===== STORED DATA

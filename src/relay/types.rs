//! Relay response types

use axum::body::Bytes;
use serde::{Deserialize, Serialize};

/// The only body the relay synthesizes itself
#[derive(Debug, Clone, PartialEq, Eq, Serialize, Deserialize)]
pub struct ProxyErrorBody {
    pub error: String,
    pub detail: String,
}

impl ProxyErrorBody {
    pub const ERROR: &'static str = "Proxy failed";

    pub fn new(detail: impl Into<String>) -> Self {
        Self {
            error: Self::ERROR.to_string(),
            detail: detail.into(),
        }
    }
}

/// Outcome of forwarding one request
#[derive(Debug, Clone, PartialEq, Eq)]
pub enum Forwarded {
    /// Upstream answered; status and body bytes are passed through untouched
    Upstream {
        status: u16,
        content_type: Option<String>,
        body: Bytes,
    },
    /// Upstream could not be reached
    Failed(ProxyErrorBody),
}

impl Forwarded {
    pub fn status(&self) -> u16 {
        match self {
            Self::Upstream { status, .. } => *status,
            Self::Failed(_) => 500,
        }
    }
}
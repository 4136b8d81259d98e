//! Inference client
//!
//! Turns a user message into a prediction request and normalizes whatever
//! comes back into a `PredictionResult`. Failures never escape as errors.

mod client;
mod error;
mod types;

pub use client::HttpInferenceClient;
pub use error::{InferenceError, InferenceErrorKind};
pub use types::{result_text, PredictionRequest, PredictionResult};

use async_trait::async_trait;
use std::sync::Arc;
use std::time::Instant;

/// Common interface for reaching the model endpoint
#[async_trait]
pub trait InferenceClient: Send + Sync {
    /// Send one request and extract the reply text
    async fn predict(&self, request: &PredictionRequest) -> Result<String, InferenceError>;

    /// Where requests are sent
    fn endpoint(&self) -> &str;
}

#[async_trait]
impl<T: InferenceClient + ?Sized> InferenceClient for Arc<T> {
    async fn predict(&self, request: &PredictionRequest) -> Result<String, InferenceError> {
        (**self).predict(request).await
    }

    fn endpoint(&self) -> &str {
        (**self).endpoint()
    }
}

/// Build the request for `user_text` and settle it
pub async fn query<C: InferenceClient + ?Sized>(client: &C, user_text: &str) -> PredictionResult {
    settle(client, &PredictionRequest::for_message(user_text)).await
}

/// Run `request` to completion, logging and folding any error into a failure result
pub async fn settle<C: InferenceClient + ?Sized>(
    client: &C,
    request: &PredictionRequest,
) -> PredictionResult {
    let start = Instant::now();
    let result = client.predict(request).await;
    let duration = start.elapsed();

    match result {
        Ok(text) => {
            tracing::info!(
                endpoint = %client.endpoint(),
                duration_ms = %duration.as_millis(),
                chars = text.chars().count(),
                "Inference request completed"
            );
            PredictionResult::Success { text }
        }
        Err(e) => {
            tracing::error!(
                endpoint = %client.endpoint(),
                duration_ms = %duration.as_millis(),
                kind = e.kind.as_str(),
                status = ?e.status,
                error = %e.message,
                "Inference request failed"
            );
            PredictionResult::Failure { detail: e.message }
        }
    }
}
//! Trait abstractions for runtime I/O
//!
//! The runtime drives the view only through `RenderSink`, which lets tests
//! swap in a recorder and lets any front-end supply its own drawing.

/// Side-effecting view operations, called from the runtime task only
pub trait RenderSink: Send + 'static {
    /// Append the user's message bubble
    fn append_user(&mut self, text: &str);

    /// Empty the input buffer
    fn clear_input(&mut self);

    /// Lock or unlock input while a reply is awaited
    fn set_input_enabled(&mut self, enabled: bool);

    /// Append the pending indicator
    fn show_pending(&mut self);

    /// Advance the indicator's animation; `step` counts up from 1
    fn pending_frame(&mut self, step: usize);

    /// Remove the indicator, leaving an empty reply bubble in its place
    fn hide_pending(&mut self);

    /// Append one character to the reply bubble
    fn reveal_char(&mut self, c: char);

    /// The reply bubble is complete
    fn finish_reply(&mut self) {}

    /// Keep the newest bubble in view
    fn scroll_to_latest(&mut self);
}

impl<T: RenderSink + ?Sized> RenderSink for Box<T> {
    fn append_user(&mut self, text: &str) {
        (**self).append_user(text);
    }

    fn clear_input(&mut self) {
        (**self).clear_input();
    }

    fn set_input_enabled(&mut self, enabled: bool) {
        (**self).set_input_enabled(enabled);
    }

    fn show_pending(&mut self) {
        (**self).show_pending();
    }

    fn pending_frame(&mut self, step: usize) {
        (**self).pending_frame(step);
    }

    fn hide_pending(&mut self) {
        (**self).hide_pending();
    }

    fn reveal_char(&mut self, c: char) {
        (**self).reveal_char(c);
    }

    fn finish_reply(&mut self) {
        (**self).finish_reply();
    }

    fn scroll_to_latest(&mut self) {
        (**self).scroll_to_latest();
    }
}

==========

▶ **EXERCISE GOAL**:
Print only what lies in the material above starting at the line with "pub trait RenderSink: Send" and ending at the line with "bubble is complete", every line exactly as given.

▶ **THE ANSWER**:
pub trait RenderSink: Send + 'static {
    /// Append the user's message bubble
    fn append_user(&mut self, text: &str);

    /// Empty the input buffer
    fn clear_input(&mut self);

    /// Lock or unlock input while a reply is awaited
    fn set_input_enabled(&mut self, enabled: bool);

    /// Append the pending indicator
    fn show_pending(&mut self);

    /// Advance the indicator's animation; `step` counts up from 1
    fn pending_frame(&mut self, step: usize);

    /// Remove the indicator, leaving an empty reply bubble in its place
    fn hide_pending(&mut self);

    /// Append one character to the reply bubble
    fn reveal_char(&mut self, c: char);

    /// The reply bubble is complete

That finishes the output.